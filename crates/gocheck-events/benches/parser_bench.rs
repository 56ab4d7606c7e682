// Copyright (c) 2026 - present Nicholas D. Crosbie
// SPDX-License-Identifier: MIT

use criterion::{Criterion, Throughput, criterion_group, criterion_main};
use gocheck_events::{LineEventParser, StatusTally, classify_line};

const PREFIX: &str =
    "/tmp/snappy-tests-job/18811/src/github.com/ubuntu-core/snappy/integration-tests/tests";

/// Synthetic run with `tests` tests, each surrounded by some log noise
fn synthetic_run(tests: usize) -> String {
    let mut out = String::new();
    for i in 0..tests {
        out.push_str(&format!("****** Running benchSuite.Test{i}\n"));
        out.push_str("sudo snap install hello-world\n");
        out.push_str("hello-world 1.0.5 installed\n");
        let line = match i % 3 {
            0 => format!("PASS: {PREFIX}/bench_test.go:{i}: benchSuite.Test{i}\t0.005s\n"),
            1 => format!("FAIL: {PREFIX}/bench_test.go:{i}: benchSuite.Test{i}\n"),
            _ => format!("SKIP: {PREFIX}/bench_test.go:{i}: benchSuite.Test{i} (not on this image)\n"),
        };
        out.push_str(&line);
    }
    out
}

fn classify_benchmark(c: &mut Criterion) {
    let pass = format!("PASS: {PREFIX}/apt_test.go:34: testSuite.TestSuccess      0.005s");
    let noise = "E: Could not open lock file /var/lib/apt/lists/lock";

    c.bench_function("classify_pass_line", |b| {
        b.iter(|| classify_line(std::hint::black_box(&pass)))
    });
    c.bench_function("classify_unrecognized_line", |b| {
        b.iter(|| classify_line(std::hint::black_box(noise)))
    });
}

fn parser_benchmark(c: &mut Criterion) {
    let run = synthetic_run(1_000);
    let mut group = c.benchmark_group("parser");
    group.throughput(Throughput::Bytes(run.len() as u64));
    group.bench_function("write_1000_tests", |b| {
        b.iter(|| {
            let mut parser = LineEventParser::new(StatusTally::new());
            parser.write(std::hint::black_box(run.as_bytes()))
        })
    });
    group.finish();
}

criterion_group!(benches, classify_benchmark, parser_benchmark);
criterion_main!(benches);
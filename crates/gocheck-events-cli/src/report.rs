// Copyright (c) 2026 - present Nicholas D. Crosbie
// SPDX-License-Identifier: MIT

//! Stream processing for the reporter binary
//!
//! Reads gocheck output line by line, feeds each line to a
//! [`LineEventParser`] wired to a JSON-lines writer and a status tally, and
//! returns the tally once the input is exhausted.

use std::io::{BufRead, Write};
use std::process::ExitCode;

use gocheck_events::{EventSink, JsonLinesSink, LineEventParser, ReportError, StatusTally};
use tracing::debug;

use crate::config::Config;

/// Convert gocheck output from `reader` into JSON-lines events on `writer`
///
/// When `echo` is given, every input line is copied to it verbatim before it
/// is parsed.
///
/// # Errors
///
/// Returns `ReportError::Io` if reading the input, echoing, or flushing the
/// output fails.
pub fn process<R: BufRead, W: Write>(
    mut reader: R,
    writer: W,
    mut echo: Option<&mut dyn Write>,
) -> Result<StatusTally, ReportError> {
    let mut json = JsonLinesSink::new(writer);
    let mut tally = StatusTally::new();
    let mut parser = LineEventParser::new((&mut json, &mut tally));

    let mut line = Vec::new();
    let mut lines_read = 0usize;
    let mut events = 0usize;

    loop {
        line.clear();
        if reader.read_until(b'\n', &mut line)? == 0 {
            break;
        }
        lines_read += 1;

        if let Some(echo) = echo.as_mut() {
            echo.write_all(&line)?;
        }
        events += parser.write(&line);
    }

    parser.sink_mut().flush()?;
    if let Some(echo) = echo.as_mut() {
        echo.flush()?;
    }

    debug!(lines = lines_read, events, "gocheck output exhausted");
    Ok(tally)
}

/// Exit status for a finished run
///
/// Failed tests only turn into a failing exit status under `--strict`.
#[must_use]
pub fn exit_code(config: &Config, tally: &StatusTally) -> ExitCode {
    if config.strict && !tally.all_passed() {
        ExitCode::FAILURE
    } else {
        ExitCode::SUCCESS
    }
}
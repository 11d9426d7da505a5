//! `folio build` command implementation.

use std::fs;
use std::path::{Path, PathBuf};

use clap::Args;
use folio_config::{BookConfig, CliSettings, Config, RenderConfig};
use folio_renderer::{PLAIN, RenderResult, is_supported};
use rayon::prelude::*;

use crate::commands::create_renderer;
use crate::error::CliError;
use crate::output::Output;

/// Arguments for the build command.
#[derive(Args)]
pub(crate) struct BuildArgs {
    /// Path to configuration file (default: auto-discover folio.toml).
    #[arg(short, long)]
    config: Option<PathBuf>,

    /// Chapter source directory (overrides config).
    #[arg(short, long)]
    source_dir: Option<PathBuf>,

    /// Output directory for rendered chapters (overrides config).
    #[arg(short, long)]
    output_dir: Option<PathBuf>,

    /// Enable verbose output.
    #[arg(short, long)]
    pub(crate) verbose: bool,
}

/// A rendered chapter written to the output directory.
struct BuiltChapter {
    /// Chapter path relative to the source directory.
    source: PathBuf,
    /// Written HTML file.
    output: PathBuf,
    title: Option<String>,
    warnings: Vec<String>,
}

impl BuildArgs {
    /// Execute the build command.
    ///
    /// # Errors
    ///
    /// Returns an error if the config is invalid, the source directory is
    /// missing, or any chapter fails to build.
    pub(crate) fn execute(self) -> Result<(), CliError> {
        let output = Output::new();

        let cli_settings = CliSettings {
            source_dir: self.source_dir,
            output_dir: self.output_dir,
            ..CliSettings::default()
        };
        let config = Config::load(self.config.as_deref(), Some(&cli_settings))?;
        let book = &config.book_resolved;

        if !book.source_dir.is_dir() {
            return Err(CliError::Validation(format!(
                "Source directory not found: {}",
                book.source_dir.display()
            )));
        }

        output.build_header(book.title.as_deref(), &book.source_dir, &book.output_dir);

        let chapters = scan_chapters(book);
        tracing::info!(count = chapters.len(), "Building chapters");

        let results: Vec<Result<BuiltChapter, (PathBuf, CliError)>> = chapters
            .par_iter()
            .map(|chapter| {
                build_chapter(book, &config.render, chapter).map_err(|e| (chapter.clone(), e))
            })
            .collect();

        let mut failed = 0;
        for result in &results {
            match result {
                Ok(built) => {
                    output.chapter(&built.source, &built.output, built.title.as_deref());
                    for warning in &built.warnings {
                        output.chapter_warning(&built.source, warning);
                    }
                }
                Err((chapter, err)) => {
                    failed += 1;
                    output.chapter_failed(chapter, err);
                }
            }
        }

        if failed > 0 {
            return Err(CliError::Validation(format!(
                "{failed} of {} chapters failed to build",
                results.len()
            )));
        }

        output.success(&format!(
            "Built {} chapters to {}",
            results.len(),
            book.output_dir.display()
        ));
        Ok(())
    }
}

/// Render one chapter and write it to `<output_dir>/<chapter>.html`.
fn build_chapter(
    book: &BookConfig,
    render: &RenderConfig,
    chapter: &Path,
) -> Result<BuiltChapter, CliError> {
    let markdown = fs::read_to_string(book.source_dir.join(chapter))?;
    let result = create_renderer(render).render_markdown(&markdown);

    let output = book.output_dir.join(chapter).with_extension("html");
    if let Some(parent) = output.parent() {
        fs::create_dir_all(parent)?;
    }
    fs::write(&output, &result.html)?;

    let warnings = chapter_warnings(&result, render);
    Ok(BuiltChapter {
        source: chapter.to_path_buf(),
        output,
        title: result.title,
        warnings,
    })
}

/// Renderer warnings plus listings whose language has no highlighter.
fn chapter_warnings(result: &RenderResult, render: &RenderConfig) -> Vec<String> {
    let mut warnings = result.warnings.clone();
    if !render.highlight {
        return warnings;
    }
    for listing in &result.listings {
        if let Some(lang) = &listing.lang
            && !lang.eq_ignore_ascii_case(PLAIN)
            && !is_supported(lang)
        {
            warnings.push(format!(
                "line {}: unknown listing language {lang:?}, rendered literally",
                listing.line
            ));
        }
    }
    warnings
}

/// Collect `.md` chapters under the source directory, relative to it.
///
/// Hidden files and directories are skipped, as are chapters matching an
/// exclude pattern. The result is sorted.
fn scan_chapters(book: &BookConfig) -> Vec<PathBuf> {
    let mut chapters = Vec::new();
    scan_directory(book, &book.source_dir, &mut chapters);
    chapters.sort();
    chapters
}

fn scan_directory(book: &BookConfig, dir: &Path, chapters: &mut Vec<PathBuf>) {
    let Ok(entries) = fs::read_dir(dir) else {
        tracing::warn!(dir = %dir.display(), "Cannot read directory, skipping");
        return;
    };

    for entry in entries.filter_map(Result::ok) {
        if entry.file_name().to_string_lossy().starts_with('.') {
            continue;
        }

        let path = entry.path();
        if entry.file_type().is_ok_and(|t| t.is_dir()) {
            scan_directory(book, &path, chapters);
        } else if path.extension().is_some_and(|e| e == "md") {
            let Ok(relative) = path.strip_prefix(&book.source_dir) else {
                continue;
            };
            if book.is_excluded(relative) {
                tracing::debug!(chapter = %relative.display(), "Excluded chapter");
                continue;
            }
            chapters.push(relative.to_path_buf());
        }
    }
}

REQUIREMENT:
Count the lines in the listing that hold the word "StatusTally", then give the number and nothing else.

FINISHED EXERCISE:
6